_Try it:_ When a line of the entries contains the word "validate", report that line.

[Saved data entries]

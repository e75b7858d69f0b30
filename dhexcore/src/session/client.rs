// Client (initiator) side of the handshake.
//
// Sans-IO step API: each `*` / `process_*` pair corresponds to one
// send/receive round trip driven by the transport shell. Every outbound
// message consumes the sequence counter; every inbound message must carry
// the counter of the request it answers.

use num_bigint_dig::BigUint;
use num_traits::Zero;

use crate::error::{DhexCoreError, Result};
use crate::kex::{self, DhKeyPair, DhParams};
use crate::message::{Request, Response};
use crate::session::{Phase, SessionConfig};

/// Outcome of the contact phase: the server either acknowledged the session
/// or declined it. Busy is an outcome, not an error, so callers can
/// distinguish "try later" from every failure path.
#[derive(Debug, Clone, Copy, PartialEq, Eq)]
pub enum ContactOutcome {
    Acknowledged,
    Busy,
}

/// Which reply the session is blocked on, if any.
#[derive(Debug, Clone, Copy, PartialEq, Eq)]
enum Awaiting {
    HelloReply,
    Params,
    ExchangeAck,
    Finish,
}

/// The initiator's session state for one handshake.
#[derive(Debug)]
pub struct ClientSession {
    identity: String,
    config: SessionConfig,
    phase: Phase,
    awaiting: Option<Awaiting>,
    /// Next sequence number to assign; starts at 1, never reused.
    counter: u64,
    /// Counter of the last request sent, which the reply must echo.
    last_sent_n: u64,
    params: Option<DhParams>,
    keypair: Option<DhKeyPair>,
    pk_server: Option<BigUint>,
    shared_secret: Option<BigUint>,
}

impl ClientSession {
    pub fn new(identity: impl Into<String>, config: SessionConfig) -> Self {
        Self {
            identity: identity.into(),
            config,
            phase: Phase::Init,
            awaiting: None,
            counter: 1,
            last_sent_n: 0,
            params: None,
            keypair: None,
            pk_server: None,
            shared_secret: None,
        }
    }

    pub fn phase(&self) -> Phase {
        self.phase
    }

    /// The negotiated parameters, once received.
    pub fn params(&self) -> Option<&DhParams> {
        self.params.as_ref()
    }

    /// The server's public key, once received.
    pub fn server_public_key(&self) -> Option<&BigUint> {
        self.pk_server.as_ref()
    }

    /// The local public key, once the keypair exists.
    pub fn public_key(&self) -> Option<&BigUint> {
        self.keypair.as_ref().map(|kp| &kp.public)
    }

    /// The derived shared secret, available from `SecretDerived` on.
    pub fn shared_secret(&self) -> Option<&BigUint> {
        self.shared_secret.as_ref()
    }

    // ── Contact phase ───────────────────────────────────────────────────

    /// Step 1: produce `CLIENT_HELLO` (n=1).
    pub fn hello(&mut self) -> Result<Request> {
        self.expect(Phase::Init, None, "Contacted")?;
        let n = self.next_n();
        self.awaiting = Some(Awaiting::HelloReply);
        Ok(Request::Hello {
            id: self.identity.clone(),
            n,
        })
    }

    /// Step 2: consume the reply to the hello.
    ///
    /// `SERVER_HELLO` advances to `Contacted`; `SERVER_BUSY` lands in the
    /// terminal `Busy` phase without poisoning the session as an error.
    pub fn process_hello_reply(&mut self, reply: Response) -> Result<ContactOutcome> {
        self.expect(Phase::Init, Some(Awaiting::HelloReply), "Contacted")?;
        self.check_reply_n(&reply)?;
        self.awaiting = None;
        match reply {
            Response::Hello { .. } => {
                self.phase = Phase::Contacted;
                Ok(ContactOutcome::Acknowledged)
            }
            Response::Busy { .. } => {
                self.phase = Phase::Busy;
                Ok(ContactOutcome::Busy)
            }
            other => Err(self.unexpected(&other)),
        }
    }

    // ── Exchange phase ──────────────────────────────────────────────────

    /// Step 3: produce `CLIENT_DHEX_START` (n=2).
    pub fn start_exchange(&mut self) -> Result<Request> {
        self.expect(Phase::Contacted, None, "ParamsExchanged")?;
        let n = self.next_n();
        self.awaiting = Some(Awaiting::Params);
        Ok(Request::DhExStart { n })
    }

    /// Step 4: consume `SERVER_DHEX_START`, validate the parameters, build
    /// the local keypair, and produce `CLIENT_DHEX` (n=3).
    ///
    /// A zero (or absent) `skClient` hint means "generate your own"; a
    /// non-zero hint is the pre-assigned private exponent, used verbatim.
    pub fn process_params(&mut self, reply: Response) -> Result<Request> {
        self.expect(Phase::Contacted, Some(Awaiting::Params), "ParamsExchanged")?;
        self.check_reply_n(&reply)?;
        let (generator, prime, pk_server, sk_client) = match reply {
            Response::DhExStart {
                generator,
                prime,
                pk_server,
                sk_client,
                ..
            } => (generator, prime, pk_server, sk_client),
            other => return Err(self.unexpected(&other)),
        };

        let params = DhParams::new(generator, prime);
        let hint = if sk_client.is_zero() {
            None
        } else {
            Some(&sk_client)
        };
        let keypair = self
            .with_poison(params.validate(self.config.min_prime_bits))
            .and_then(|_| {
                self.with_poison(kex::generate_keypair(
                    &params,
                    hint,
                    self.config.private_key_bits,
                ))
            })?;

        let n = self.next_n();
        let pk_client = keypair.public.clone();
        self.params = Some(params);
        self.keypair = Some(keypair);
        self.pk_server = Some(pk_server);
        self.awaiting = Some(Awaiting::ExchangeAck);
        Ok(Request::DhEx { pk_client, n })
    }

    /// Step 5: consume `SERVER_DHEX`, derive the shared secret, and produce
    /// `CLIENT_DHEX_DONE` (n=4).
    pub fn process_exchange_ack(&mut self, reply: Response) -> Result<Request> {
        self.expect(Phase::Contacted, Some(Awaiting::ExchangeAck), "SecretDerived")?;
        self.check_reply_n(&reply)?;
        match reply {
            Response::DhEx { .. } => {}
            other => return Err(self.unexpected(&other)),
        }
        self.phase = Phase::ParamsExchanged;

        let params = self
            .params
            .as_ref()
            .ok_or(DhexCoreError::MissingKeyMaterial("DH parameters"))?;
        let keypair = self
            .keypair
            .as_ref()
            .ok_or(DhexCoreError::MissingKeyMaterial("local keypair"))?;
        let pk_server = self
            .pk_server
            .as_ref()
            .ok_or(DhexCoreError::MissingKeyMaterial("server public key"))?;

        let shared = kex::derive_shared_secret(pk_server, &keypair.private, &params.prime);
        let shared = match shared {
            Ok(s) => s,
            Err(e) => {
                self.phase = Phase::Error;
                return Err(e);
            }
        };
        self.shared_secret = Some(shared);
        self.phase = Phase::SecretDerived;

        let n = self.next_n();
        self.awaiting = Some(Awaiting::Finish);
        Ok(Request::DhExDone { n })
    }

    // ── Exit phase ──────────────────────────────────────────────────────

    /// Step 6: consume `SERVER_FINISH` and close the session.
    pub fn process_finish(&mut self, reply: Response) -> Result<()> {
        self.expect(Phase::SecretDerived, Some(Awaiting::Finish), "Closed")?;
        self.check_reply_n(&reply)?;
        match reply {
            Response::Finish { .. } => {
                self.awaiting = None;
                self.phase = Phase::Closed;
                Ok(())
            }
            other => Err(self.unexpected(&other)),
        }
    }

    // ── Internals ───────────────────────────────────────────────────────

    /// Consume the sequence counter: return the current value and bump it.
    fn next_n(&mut self) -> u64 {
        let n = self.counter;
        self.counter += 1;
        self.last_sent_n = n;
        n
    }

    /// A reply must echo the counter of the request it answers. A lesser
    /// (or any other) value is a protocol violation and poisons the session.
    fn check_reply_n(&mut self, reply: &Response) -> Result<()> {
        let got = reply.n();
        if got != self.last_sent_n {
            self.phase = Phase::Error;
            return Err(DhexCoreError::SequenceMismatch {
                expected: self.last_sent_n,
                got,
            });
        }
        Ok(())
    }

    /// Guard a step against being run in the wrong phase or without the
    /// matching outstanding request.
    fn expect(&self, phase: Phase, awaiting: Option<Awaiting>, to: &'static str) -> Result<()> {
        if self.phase != phase || self.awaiting != awaiting {
            return Err(DhexCoreError::InvalidStateTransition {
                from: self.phase.label(),
                to,
            });
        }
        Ok(())
    }

    /// A well-formed message in the wrong place poisons the session.
    fn unexpected(&mut self, got: &Response) -> DhexCoreError {
        let phase = self.phase.label();
        self.phase = Phase::Error;
        DhexCoreError::UnexpectedMessage {
            phase,
            got: got.label(),
        }
    }

    /// Crypto misconfiguration is fatal to the session, not just the call.
    fn with_poison<T>(&mut self, result: Result<T>) -> Result<T> {
        if result.is_err() {
            self.phase = Phase::Error;
        }
        result
    }
}

#[cfg(test)]
mod tests {
    use super::*;

    fn config() -> SessionConfig {
        SessionConfig {
            private_key_bits: 64,
            min_prime_bits: 16,
        }
    }

    fn params_reply(sk_client: BigUint, n: u64) -> Response {
        let prime = BigUint::from(18_446_744_073_709_551_557u64);
        let generator = BigUint::from(5u32);
        let sk_server = BigUint::from(77_777u64);
        let pk_server = generator.modpow(&sk_server, &prime);
        Response::DhExStart {
            generator,
            prime,
            pk_server,
            sk_client,
            n,
        }
    }

    #[test]
    fn counter_consumed_in_order() {
        let mut session = ClientSession::new("alice", config());
        assert_eq!(session.hello().unwrap().n(), 1);
        session
            .process_hello_reply(Response::Hello { n: 1 })
            .unwrap();
        assert_eq!(session.start_exchange().unwrap().n(), 2);
        let dhex = session
            .process_params(params_reply(BigUint::zero(), 2))
            .unwrap();
        assert_eq!(dhex.n(), 3);
        let done = session
            .process_exchange_ack(Response::DhEx { n: 3 })
            .unwrap();
        assert_eq!(done.n(), 4);
        session.process_finish(Response::Finish { n: 4 }).unwrap();
        assert_eq!(session.phase(), Phase::Closed);
        assert!(session.shared_secret().is_some());
    }

    #[test]
    fn busy_reply_is_terminal_but_not_error() {
        let mut session = ClientSession::new("alice", config());
        session.hello().unwrap();
        let outcome = session
            .process_hello_reply(Response::Busy { n: 1 })
            .unwrap();
        assert_eq!(outcome, ContactOutcome::Busy);
        assert_eq!(session.phase(), Phase::Busy);
        // No further sends are possible.
        assert!(session.start_exchange().is_err());
    }

    #[test]
    fn stale_sequence_number_rejected() {
        let mut session = ClientSession::new("alice", config());
        session.hello().unwrap();
        session
            .process_hello_reply(Response::Hello { n: 1 })
            .unwrap();
        session.start_exchange().unwrap();
        let err = session
            .process_params(params_reply(BigUint::zero(), 1))
            .unwrap_err();
        assert!(matches!(
            err,
            DhexCoreError::SequenceMismatch {
                expected: 2,
                got: 1
            }
        ));
        assert_eq!(session.phase(), Phase::Error);
    }

    #[test]
    fn out_of_phase_message_poisons_session() {
        let mut session = ClientSession::new("alice", config());
        session.hello().unwrap();
        let err = session
            .process_hello_reply(Response::Finish { n: 1 })
            .unwrap_err();
        assert!(matches!(err, DhexCoreError::UnexpectedMessage { .. }));
        assert_eq!(session.phase(), Phase::Error);
    }

    #[test]
    fn hello_twice_is_invalid_transition() {
        let mut session = ClientSession::new("alice", config());
        session.hello().unwrap();
        assert!(matches!(
            session.hello(),
            Err(DhexCoreError::InvalidStateTransition { .. })
        ));
    }

    #[test]
    fn composite_modulus_poisons_session() {
        let mut session = ClientSession::new("alice", config());
        session.hello().unwrap();
        session
            .process_hello_reply(Response::Hello { n: 1 })
            .unwrap();
        session.start_exchange().unwrap();
        let reply = Response::DhExStart {
            generator: BigUint::from(5u32),
            prime: BigUint::from(1_000_000u64),
            pk_server: BigUint::from(3u32),
            sk_client: BigUint::zero(),
            n: 2,
        };
        assert!(matches!(
            session.process_params(reply),
            Err(DhexCoreError::NotPrime)
        ));
        assert_eq!(session.phase(), Phase::Error);
    }

    #[test]
    fn non_zero_hint_used_verbatim() {
        let mut session = ClientSession::new("alice", config());
        session.hello().unwrap();
        session
            .process_hello_reply(Response::Hello { n: 1 })
            .unwrap();
        session.start_exchange().unwrap();
        let hint = BigUint::from(424_242u64);
        let reply = params_reply(hint.clone(), 2);
        let dhex = session.process_params(reply).unwrap();
        let params = session.params().unwrap();
        let expected_pk = params.generator.modpow(&hint, &params.prime);
        assert_eq!(dhex, Request::DhEx {
            pk_client: expected_pk,
            n: 3
        });
    }
}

_Exercise response:_
    /// Step 4: consume `SERVER_DHEX_START`, validate the parameters, build
            .with_poison(params.validate(self.config.min_prime_bits))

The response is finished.